Qu’est-ce qui pousse un jeune homme qui a su employer son diplôme de l’école hôtelière pour voyager au coeur de l’hôtellerie de luxe (Hyatt international, Paris, Bruxelle, Casablanca, New York) à reprendre Le Plaza à Crans-Montana?

Sébastien Bonvin est un enfant du pays. Revenu en vacances à Crans, il apprend que Le Plaza est à louer. Stimulé par ses amis, Jean- Daniel Clivaz le premier (à la tête de plusieurs restaurants), il décide de rejoindre cette génération de jeunes entrepeneurs qui refusent de s’asseoir sur des lauriers fatigués et qui «mouillent» leur chemise pour donner un souffle nouveau au Haut-Plateau.

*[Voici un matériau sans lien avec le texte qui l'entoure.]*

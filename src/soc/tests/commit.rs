mod common;

use common::*;
use msm_soc::qualcomm::dsi::config::SscConfig;
use msm_soc::qualcomm::dsi::pll_14nm::regs::*;
use msm_soc::qualcomm::dsi::pll_14nm::{Error, PllRegistry};
use msm_soc::qualcomm::dsi::PllId;

fn configure(soc: &Soc, ssc: SscConfig) -> Result<(), Error> {
    init_logger();
    soc.standalone();
    let registry = PllRegistry::new();
    registry.register(
        soc.resource(PllId::Pll0)
            .with_link(LINK_800M_4L)
            .with_ssc(ssc),
    )?;
    let mut delay = soc.delay();
    registry.configure(PllId::Pll0, true, &mut delay)
}

fn position(effects: &[Access], access: Access) -> usize {
    effects
        .iter()
        .position(|a| *a == access)
        .unwrap_or_else(|| panic!("{:?} missing", access))
}

#[test]
fn frequency_registers_1600m() -> Result<(), Error> {
    let soc = Soc::new(PllId::Pll0);
    configure(&soc, SscConfig::disabled())?;

    let pll = &soc.pll;
    assert_eq!(pll.get(PLL_DEC_START), 83);
    assert_eq!(pll.get(PLL_DIV_FRAC_START1), 0x55);
    assert_eq!(pll.get(PLL_DIV_FRAC_START2), 0x55);
    assert_eq!(pll.get(PLL_DIV_FRAC_START3), 0x5);
    // 2133
    assert_eq!(pll.get(PLL_PLLLOCK_CMP1), 0x55);
    assert_eq!(pll.get(PLL_PLLLOCK_CMP2), 0x08);
    assert_eq!(pll.get(PLL_PLLLOCK_CMP3), 0x00);
    assert_eq!(pll.get(PLL_PLLLOCK_CMP_EN), 1 << 1);
    // 800
    assert_eq!(pll.get(PLL_VCO_COUNT1), 0x20);
    assert_eq!(pll.get(PLL_VCO_COUNT2), 0x03);
    assert_eq!(pll.get(PLL_KVCO_COUNT1), 60);
    assert_eq!(pll.get(PLL_KVCO_COUNT2), 0);
    assert_eq!(pll.get(PLL_PLL_LPF2_POSTDIV), 3);
    assert_eq!(soc.phy.get(DSIPHY_CMN_CLK_CFG0), 0x32);

    Ok(())
}

#[test]
fn common_registers() -> Result<(), Error> {
    let soc = Soc::new(PllId::Pll0);
    configure(&soc, SscConfig::disabled())?;

    let pll = &soc.pll;
    assert_eq!(pll.get(PLL_TXCLK_EN), 1);
    assert_eq!(pll.get(PLL_RESETSM_CNTRL), 48);
    assert_eq!(pll.get(PLL_RESETSM_CNTRL2), 32);
    assert_eq!(pll.get(PLL_RESETSM_CNTRL5), 5);
    assert_eq!(pll.get(PLL_VCO_DIV_REF1), 94);
    assert_eq!(pll.get(PLL_VCO_DIV_REF2), 0);
    assert_eq!(pll.get(PLL_KVCO_DIV_REF1), 95);
    assert_eq!(pll.get(PLL_KVCO_DIV_REF2), 0);
    assert_eq!(pll.get(PLL_PLL_MISC1), 16);
    assert_eq!(pll.get(PLL_IE_TRIM), 4);
    assert_eq!(pll.get(PLL_IP_TRIM), 4);
    assert_eq!(pll.get(PLL_IPTAT_TRIM), 7);
    assert_eq!(pll.get(PLL_CP_SET_CUR), 0x9);
    assert_eq!(pll.get(PLL_PLL_ICPCSET), 0);
    assert_eq!(pll.get(PLL_PLL_ICPMSET), 0);
    assert_eq!(pll.get(PLL_PLL_ICP_SET), 0x3f);
    assert_eq!(pll.get(PLL_PLL_LPF1), 0x1b);
    assert_eq!(pll.get(PLL_PLL_CRCTRL), 0x12);
    assert_eq!(soc.phy.get(DSIPHY_CMN_CTRL_0), 0xff);
    assert_eq!(soc.phy.get(DSIPHY_CMN_CLK_CFG1), 1);

    Ok(())
}

#[test]
fn write_order() -> Result<(), Error> {
    let soc = Soc::new(PllId::Pll0);
    configure(&soc, SscConfig::new(0, 0))?;
    let effects = soc.effects();

    // the dividers are resolved and written ahead of the commit proper
    let ldo = position(&effects, Access::Write(Bank::Phy, DSIPHY_CMN_LDO_CNTRL, 0));
    assert_eq!(effects[ldo + 1], Access::Barrier(Bank::Phy));

    let sysclk = position(&effects, Access::Write(Bank::Pll, PLL_SYSCLK_EN_RESET, 0));
    let crctrl = position(&effects, Access::Write(Bank::Pll, PLL_PLL_CRCTRL, 0x12));
    assert_eq!(effects[crctrl + 1], Access::Barrier(Bank::Pll));

    let stop = position(&effects, Access::Write(Bank::Phy, DSIPHY_CMN_PLL_CNTRL, 0));
    let reset = position(&effects, Access::Write(Bank::Phy, DSIPHY_CMN_CTRL_1, 0x20));
    assert_eq!(
        effects[reset + 1..reset + 4],
        [
            Access::Barrier(Bank::Phy),
            Access::DelayUs(10),
            Access::Write(Bank::Phy, DSIPHY_CMN_CTRL_1, 0),
        ]
    );
    assert_eq!(effects[reset + 4], Access::Barrier(Bank::Phy));

    let ctrl0 = position(&effects, Access::Write(Bank::Phy, DSIPHY_CMN_CTRL_0, 0xff));
    let dec = position(&effects, Access::Write(Bank::Pll, PLL_DEC_START, 83));
    let cfg0 = effects
        .iter()
        .rposition(|a| *a == Access::Write(Bank::Phy, DSIPHY_CMN_CLK_CFG0, 0x32))
        .unwrap();
    let ssc_en = position(&effects, Access::Write(Bank::Pll, PLL_SSC_EN_CENTER, 1));

    assert!(ldo < sysclk);
    assert!(sysclk < crctrl);
    assert!(crctrl < stop);
    assert!(stop < reset);
    assert!(reset < ctrl0);
    assert!(ctrl0 < dec);
    assert!(dec < cfg0);
    assert!(cfg0 < ssc_en);

    // SSC enable is the last register write, followed by its barrier
    let last_write = effects
        .iter()
        .rposition(|a| matches!(a, Access::Write(..)))
        .unwrap();
    assert_eq!(last_write, ssc_en);
    assert_eq!(effects[ssc_en + 1], Access::Barrier(Bank::Pll));

    Ok(())
}

#[test]
fn ssc_registers() -> Result<(), Error> {
    let soc = Soc::new(PllId::Pll0);
    configure(&soc, SscConfig::new(0, 0).with_center(true))?;

    let pll = &soc.pll;
    assert_eq!(pll.get(PLL_SSC_ADJ_PER1), 37);
    assert_eq!(pll.get(PLL_SSC_ADJ_PER2), 0);
    // period 304
    assert_eq!(pll.get(PLL_SSC_PER1), 0x30);
    assert_eq!(pll.get(PLL_SSC_PER2), 0x01);
    // step 54434
    assert_eq!(pll.get(PLL_SSC_STEP_SIZE1), 0xa2);
    assert_eq!(pll.get(PLL_SSC_STEP_SIZE2), 0xd4);
    assert_eq!(pll.get(PLL_SSC_EN_CENTER), 0b11);

    Ok(())
}

#[test]
fn no_ssc_writes_when_disabled() -> Result<(), Error> {
    let soc = Soc::new(PllId::Pll0);
    configure(&soc, SscConfig::disabled())?;

    let ssc_regs = [
        PLL_SSC_EN_CENTER,
        PLL_SSC_ADJ_PER1,
        PLL_SSC_ADJ_PER2,
        PLL_SSC_PER1,
        PLL_SSC_PER2,
        PLL_SSC_STEP_SIZE1,
        PLL_SSC_STEP_SIZE2,
    ];
    assert!(!soc.effects().iter().any(|a| matches!(
        a,
        Access::Write(Bank::Pll, offset, _) if ssc_regs.contains(offset)
    )));

    Ok(())
}

#[test]
fn rate_change_recommits_everything() -> Result<(), Error> {
    init_logger();
    let soc = Soc::new(PllId::Pll0);
    soc.standalone();
    let registry = PllRegistry::new();
    registry.register(soc.resource(PllId::Pll0).with_link(LINK_800M_4L))?;
    let mut delay = soc.delay();

    registry.configure(PllId::Pll0, true, &mut delay)?;
    let first = registry.with_pll(PllId::Pll0, |pll| *pll.output())?;

    // 150 MHz byte clock: 1.2 GHz bit clock, post divider 2, VCO 2.4 GHz
    let mut link = LINK_800M_4L;
    link.byteclk_rate = 150_000_000;
    registry.set_link_params(PllId::Pll0, link)?;
    soc.clear_trace();
    registry.configure(PllId::Pll0, true, &mut delay)?;

    let second = registry.with_pll(PllId::Pll0, |pll| {
        assert_eq!(pll.resource().vco_current_rate(), 2_400_000_000);
        *pll.output()
    })?;
    assert_ne!(first, second);
    assert_eq!(second.dec_start, 125);
    assert_eq!(second.pll_kvco_count, 25);
    assert_eq!(soc.pll.get(PLL_DEC_START), 125);
    assert_eq!(soc.pll.get(PLL_KVCO_COUNT1), 25);

    Ok(())
}
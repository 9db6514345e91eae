#![no_std]

#[cfg(feature = "qualcomm")]
pub mod qualcomm;
//! Master/slave discovery for dual-DSI configurations.
//!
//! The PHY configuration step leaves the bit clock source select in
//! GLBL_TEST_CTRL and the clock buffer outputs in CLKBUFLR_EN. Together they
//! tell whether this PLL runs alone, drives the other PHY or is driven by it.

use super::regs::{CLKBUFLR_EN, DSIPHY_CMN_GLBL_TEST_CTRL, GLBL_TEST_CTRL, PLL_CLKBUFLR_EN};
use super::{DsiPll14nm, Error};
use crate::qualcomm::dsi::PllId;
use device::RegisterBank;
use tock_registers::LocalRegisterCopy;

#[derive(Clone, Copy, Debug, Eq, PartialEq)]
pub enum Topology {
    Standalone,
    Master,
    Slave,
    Unknown,
}

/// Classification latch, written once on the first configure.
#[derive(Clone, Copy, Debug, Eq, PartialEq)]
pub enum SourceSetup {
    Unclassified,
    Classified {
        topology: Topology,
        slave: Option<PllId>,
        clk_buf_en: u32,
        glbl_test_ctrl: u32,
    },
}

impl SourceSetup {
    pub fn topology(&self) -> Option<Topology> {
        match self {
            Self::Unclassified => None,
            Self::Classified { topology, .. } => Some(*topology),
        }
    }
}

/// Classify from the raw register values.
pub fn classify(clk_buf_en: u32, glbl_test_ctrl: u32) -> Topology {
    use CLKBUFLR_EN::OUTPUT::Value as Output;
    use GLBL_TEST_CTRL::BITCLK_HS_SEL::Value as Source;

    let src = LocalRegisterCopy::<u32, GLBL_TEST_CTRL::Register>::new(glbl_test_ctrl);
    let out = LocalRegisterCopy::<u32, CLKBUFLR_EN::Register>::new(clk_buf_en);

    match (
        src.read_as_enum(GLBL_TEST_CTRL::BITCLK_HS_SEL),
        out.read_as_enum(CLKBUFLR_EN::OUTPUT),
    ) {
        (Some(Source::FromLeft), Some(Output::Both)) => Topology::Master,
        (Some(Source::FromRight), Some(Output::Off)) => Topology::Slave,
        (Some(Source::FromLeft), Some(Output::Right)) => Topology::Standalone,
        _ => Topology::Unknown,
    }
}

impl<B: RegisterBank> DsiPll14nm<B> {
    /// Classify this PLL once and link the slave of a master.
    ///
    /// Later calls return the latched result without touching the hardware.
    pub(crate) fn source_setup(&mut self, pll1_present: bool) -> Result<Topology, Error> {
        if let SourceSetup::Classified {
            topology,
            clk_buf_en,
            glbl_test_ctrl,
            ..
        } = self.source
        {
            return match topology {
                Topology::Unknown => Err(Error::UnknownTopology {
                    clk_buf_en,
                    glbl_test_ctrl,
                }),
                t => Ok(t),
            };
        }

        let glbl_test_ctrl = self.rsc.phy_base.read(DSIPHY_CMN_GLBL_TEST_CTRL);
        let clk_buf_en = self.rsc.pll_base.read(PLL_CLKBUFLR_EN);
        let topology = classify(clk_buf_en, glbl_test_ctrl);

        let slave = match topology {
            Topology::Master if pll1_present && self.rsc.index != PllId::Pll1 => {
                Some(PllId::Pll1)
            }
            _ => None,
        };
        self.rsc.slave = slave;
        self.source = SourceSetup::Classified {
            topology,
            slave,
            clk_buf_en,
            glbl_test_ctrl,
        };

        match topology {
            Topology::Unknown => {
                pll_err!(
                    self.rsc,
                    "pll source finding failed, clk_buf_en={:#x} glbl_test_ctrl={:#x}",
                    clk_buf_en,
                    glbl_test_ctrl
                );
                Err(Error::UnknownTopology {
                    clk_buf_en,
                    glbl_test_ctrl,
                })
            }
            Topology::Master => {
                pll_dbg!(
                    self.rsc,
                    "Slave PLL {}",
                    if slave.is_some() { "configured" } else { "absent" }
                );
                Ok(topology)
            }
            t => Ok(t),
        }
    }

    /// Drop the slave link when `id` leaves the registry.
    pub(crate) fn unlink_slave(&mut self, id: PllId) {
        if self.rsc.slave == Some(id) {
            self.rsc.slave = None;
            if let SourceSetup::Classified { slave, .. } = &mut self.source {
                *slave = None;
            }
        }
    }
}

En moins d’un mois, il relooke le bistrot. Orange et gris perle donnent aux parois un air frais, les poutres en bois sont conservées, les chaises, recouvertes de couvertures militaires; croix suisses et vaches se prêtent au style bucolique et montagnard dans l’air du temps. Côté carte, celle des mets laisse deviner le parcours du patron. Déjà incontournable, le Burger maison (directement importé de New York) avec sa viande de boeuf hachée au couteau, son pain toasté et ses frites maison permettent d’assouvir certaines envies qu’ailleurs on n’oserait avouer. Les boulettes d’agneau aux épices orientales rappellent le Maroc, les gambas des îles... les îles, le coquelet aux écrevisses, la France. L’assortiment de tapas remplace joliment les entrées traditionnelles et crée même une certaine convivialité à l’heure de l’apéro. Jolie carte de desserts. Un fondant au chocolat qui remplit son rôle: nous faire fondre de plaisir.

Sébastien Bonvin privilégie les vins du pays (on peut les déguster au verre), sélectionne les bons propriétaires-encaveurs du coin mais offre également quelques crus étrangers de bonne tenue.